Небесный этюд. Дилогия (СИ) - Лунич Слава (книги без сокращений .TXT, .FB2) 📗
Артём стоял у своей машины и ковырял носком сапога глину. Наковырял ямку и стал её засыпать.
– Я поздно крикнул.
– Поздно.
– Я его видел, я…
– Ну и решал: тот или не тот. Ты кричи, пока решаешь. Отверну зря – мне не жалко, я и так полдня отворачиваю зря.
Он кивнул и ямку дозасыпал. От штаба махали: второй по готовности, заправка идёт.
– Ладно. Перезагружаемся.
– Чего?
– Заново, говорю. Как будто ничего не было.
Кондрат из‑под плоскости отозвался, что перезарядку он смотрел и давление в баллоне полное.
Дальше дни слиплись. Восемнадцатого мы сделали три вылета, девятнадцатого четыре, а что было в каком, я не помнил уже к двадцатому и путался, когда Гуреев требовал рассказать для боевого листка. Он записывал за мной и всё переспрашивал время, но его я уж точно не мог сказать. Осталось от тех дней немного: горы, дым, море слева. И треск в наушниках, от которого к вечеру ломило за ухом.
Девятнадцатого мы вывалились на четвёрку «лаптёжников», уходивших к своим. Я взял ведущего и тянул к нему долго, потому что он всё добавлял газу, а сзади его стрелок бил короткими и аккуратно. И где‑то на полпути у меня в затылке появилось нехорошее ощущение, от которого хочется втянуть голову в плечи.
Артём молчал. Он смотрел вперёд, на «лаптёжников», как потом оказалось.
Крикнул Голубь, и я бросил ручку от себя и вправо, и по тому месту, где мы только что шли, прочертили трассы. Целились по ходу не в меня, а в Артёма, и попали бы, если бы он не свалился вслед за мной. Что‑то, а следовать за мной он научился с первого нашего вылета. Голубь нагрянул сверху и снял этого «худого» одной очередью, тот пошёл вниз, дымя, и утонул в море далеко от берега.
На земле Голубь не стал разбирать этот момент ни со мной, ни с Артёмом. Снял шлемофон, свернул самокрутку и заметил в пространство, что над водой все дуреют, потому что глазу зацепиться не за что.
Море и правда было хуже всего. Высота над ним врёт, горизонт стоит не там, где надо, и все двадцать минут я держал в голове одну и ту же мысль: если сядешь, рассчитывать не на что, разве что подберут быстро. Тогда же, девятнадцатого, я впервые увидел «фоккера».

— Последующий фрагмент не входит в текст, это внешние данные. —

#[derive(Clone, Debug, PartialEq, Eq)]
pub enum Block {
    QuoteStart,
    QuoteEnd,
    Heading {
        level: u8,
        spans: Vec<Span>,
    },
    Paragraph {
        spans: Vec<Span>,
    },
    ListItem {
        depth: usize,
        /// Item number for ordered lists.
        ordered: Option<u64>,
        task: Option<bool>,
        spans: Vec<Span>,
    },
    Code {
        language: Option<String>,
        code: String,
    },
    Html {
        raw: String,
    },
    Table {
        rows: Vec<TableRow>,
    },
    Rule,
}

impl Block {
    pub fn paragraph(text: &str) -> Self {
        Self::Paragraph {
            spans: vec![Span::plain(text)],
        }
    }

    pub fn heading(level: u8, text: &str) -> Self {
        Self::Heading {
            level: level.clamp(1, 6),
            spans: vec![Span::plain(text)],
        }
    }
}

#[derive(Clone, Debug, PartialEq, Eq)]
pub struct TableRow {
    pub header: bool,
    pub cells: Vec<Vec<Span>>,
}

#[derive(Clone, Debug, Default, PartialEq, Eq)]
pub struct SpanStyle {
    pub strong: bool,
    pub emphasis: bool,
    pub code: bool,
    pub strikethrough: bool,
    pub link: Option<String>,
    pub image: Option<String>,
}

#[derive(Clone, Debug, PartialEq, Eq)]
pub struct Span {
    pub text: String,
    pub style: SpanStyle,
}

impl Span {
    pub fn plain(text: &str) -> Self {
        Self {
            text: text.to_owned(),
            style: SpanStyle::default(),
        }
    }
}

/// The block tree currently being edited.
#[derive(Clone, Debug, Default, PartialEq, Eq)]
pub struct BlockDocument {
    blocks: Vec<Block>,
}

impl BlockDocument {
    pub fn blocks(&self) -> &[Block] {
        &self.blocks
    }

    pub fn push(&mut self, block: Block) {
        self.blocks.push(block);
    }
}

impl StructuredEngine for BlockDocument {
    type Tree = Vec<Block>;

    fn decode(&mut self, markdown: &str) -> Result<Self::Tree, EngineError> {
        Ok(parse(markdown))
    }

    fn replace(&mut self, tree: Self::Tree) {
        self.blocks = tree;
    }

    fn encode_lossy(&self) -> Result<String, EngineError> {
        Ok(encode(&self.blocks))
    }
}

#[derive(Clone, Copy, Debug)]
enum BlockKind {
    Heading(u8),
    Paragraph,
    ListItem { depth: usize, ordered: Option<u64> },
}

Он прошёл выше и в стороне и шёл ровно, как утюг по доске. Артём после посадки опознал его первым и был этим страшно доволен.

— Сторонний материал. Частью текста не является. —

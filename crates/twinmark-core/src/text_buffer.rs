use crate::{doc_type::Language, engine::PlainTextEngine};

const MAX_UNDO: usize = 200;

/// A headless plain-text editing buffer with a cursor and undo history.
#[derive(Clone, Debug, Default)]
pub struct TextBuffer {
    text: String,
    language: Option<Language>,
    cursor: usize,
    undo: Vec<String>,
    redo: Vec<String>,
    generation: u64,
}

impl TextBuffer {
    pub fn text(&self) -> &str {
        &self.text
    }

    /// Byte offset of the cursor, always on a char boundary.
    pub const fn cursor(&self) -> usize {
        self.cursor
    }

    pub fn set_cursor(&mut self, offset: usize) {
        self.cursor = floor_char_boundary(&self.text, offset);
    }

    /// Bumped every time the buffer is re-created.
    pub const fn generation(&self) -> u64 {
        self.generation
    }

    pub fn can_undo(&self) -> bool {
        !self.undo.is_empty()
    }

    pub fn insert(&mut self, text: &str) {
        if text.is_empty() {
            return;
        }
        self.checkpoint();
        self.text.insert_str(self.cursor, text);
        self.cursor += text.len();
    }

    pub fn undo(&mut self) -> bool {
        let Some(previous) = self.undo.pop() else {
            return false;
        };
        self.redo.push(std::mem::replace(&mut self.text, previous));
        self.set_cursor(self.cursor);
        true
    }

    pub fn redo(&mut self) -> bool {
        let Some(next) = self.redo.pop() else {
            return false;
        };
        self.undo.push(std::mem::replace(&mut self.text, next));
        self.set_cursor(self.cursor);
        true
    }

    fn checkpoint(&mut self) {
        if self.undo.len() == MAX_UNDO {
            self.undo.remove(0);
        }
        self.undo.push(self.text.clone());
        self.redo.clear();
    }
}

impl PlainTextEngine for TextBuffer {
    fn set_content(&mut self, text: &str) {
        if self.text == text {
            return;
        }
        self.checkpoint();
        text.clone_into(&mut self.text);
        self.set_cursor(self.cursor);
    }

    fn recreate(&mut self, language: Language, text: &str) {
        *self = Self {
            text: text.to_owned(),
            language: Some(language),
            generation: self.generation + 1,
            ..Self::default()
        };
    }

    fn content(&self) -> String {
        self.text.clone()
    }

    fn language(&self) -> Option<Language> {
        self.language
    }
}

fn floor_char_boundary(text: &str, offset: usize) -> usize {
    let mut offset = offset.min(text.len());
    while !text.is_char_boundary(offset) {
        offset -= 1;
    }
    offset
}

– Товарищ лейтенант, «фоккер» же! Я его сразу…
– Молодец, углядел.
Пушки между вылетами заряжали в четыре руки, и Клава при этом ругалась не переставая.
– Ты снаряды‑то не хватай, Меченый. Уронишь на ногу – сам себя спишешь.

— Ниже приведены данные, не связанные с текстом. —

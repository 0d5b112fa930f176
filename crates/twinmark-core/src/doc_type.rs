use std::path::Path;

/// Which content engine owns a document.
#[derive(Clone, Copy, Debug, Default, PartialEq, Eq)]
pub enum Mode {
    /// Markdown held as a block tree, with a frontmatter header.
    #[default]
    StructuredText,
    /// A flat text buffer (source code and everything else).
    PlainText,
}

impl Mode {
    pub const fn label(self) -> &'static str {
        match self {
            Self::StructuredText => "structured",
            Self::PlainText => "plain",
        }
    }
}

/// Highlighting language for plain-text documents. Switching language
/// re-creates the plain-text engine rather than replacing its content.
#[derive(Clone, Copy, Debug, Default, PartialEq, Eq)]
pub enum Language {
    Json,
    Yaml,
    Xml,
    JavaScript,
    TypeScript,
    Python,
    Css,
    Html,
    Rust,
    Cpp,
    Go,
    Sql,
    Shell,
    Markdown,
    #[default]
    Plain,
}

impl Language {
    pub const fn label(self) -> &'static str {
        match self {
            Self::Json => "json",
            Self::Yaml => "yaml",
            Self::Xml => "xml",
            Self::JavaScript => "javascript",
            Self::TypeScript => "typescript",
            Self::Python => "python",
            Self::Css => "css",
            Self::Html => "html",
            Self::Rust => "rust",
            Self::Cpp => "cpp",
            Self::Go => "go",
            Self::Sql => "sql",
            Self::Shell => "shell",
            Self::Markdown => "markdown",
            Self::Plain => "plain",
        }
    }
}

fn extension(path: &Path) -> Option<String> {
    path.extension()
        .and_then(|ext| ext.to_str())
        .map(str::to_ascii_lowercase)
}

pub fn classify(path: &Path) -> Mode {
    match extension(path).as_deref() {
        Some("md" | "markdown") => Mode::StructuredText,
        _ => Mode::PlainText,
    }
}

pub fn language_for(path: &Path) -> Language {
    let Some(ext) = extension(path) else {
        return Language::Plain;
    };
    match ext.as_str() {
        "json" => Language::Json,
        "yaml" | "yml" => Language::Yaml,
        "xml" => Language::Xml,
        "js" | "jsx" | "mjs" | "cjs" => Language::JavaScript,
        "ts" | "tsx" => Language::TypeScript,
        "py" | "pyw" => Language::Python,
        "css" | "scss" | "less" => Language::Css,
        "html" | "htm" | "vue" | "svelte" => Language::Html,
        "rs" => Language::Rust,
        "c" | "h" | "cpp" | "hpp" | "cc" | "cxx" => Language::Cpp,
        "go" => Language::Go,
        "sql" => Language::Sql,
        "sh" | "bash" | "zsh" => Language::Shell,
        "md" | "markdown" => Language::Markdown,
        _ => Language::Plain,
    }
}

#[cfg(test)]
mod tests {
    use super::*;

    #[test]
    fn classify_by_extension() {
        for (path, mode) in [
            ("notes.md", Mode::StructuredText),
            ("/a/b/README.MARKDOWN", Mode::StructuredText),
            ("Notes.Md", Mode::StructuredText),
            ("main.rs", Mode::PlainText),
            ("Makefile", Mode::PlainText),
            ("archive.md.bak", Mode::PlainText),
            ("", Mode::PlainText),
        ] {
            assert_eq!(classify(Path::new(path)), mode, "{path}");
        }
    }

    #[test]
    fn language_by_extension() {
        for (path, language) in [
            ("config.YML", Language::Yaml),
            ("app.tsx", Language::TypeScript),
            ("build.sh", Language::Shell),
            ("lib.rs", Language::Rust),
            ("data.csv", Language::Plain),
            ("LICENSE", Language::Plain),
        ] {
            assert_eq!(language_for(Path::new(path)), language, "{path}");
        }
    }
}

– Ну я же нормально подаю.
– Ты подаёшь, а лента идёт криво. Отойди, я сама.
Ленту она укладывала быстро, глядя не в короб, а куда‑то поверх него, и рассказывала, что вчера у Гаврилова в правой пушке нашла обрывок ветоши, и что ветошь эта точно не ее. Пальцы у неё были обмотаны бинтом по второй сустав, бинт серый от масла, и она его каждый вечер стирала и сушила на печной трубе.
– Ты бы рукам дала денёк отдохнуть, – кивнул я на её пальцы.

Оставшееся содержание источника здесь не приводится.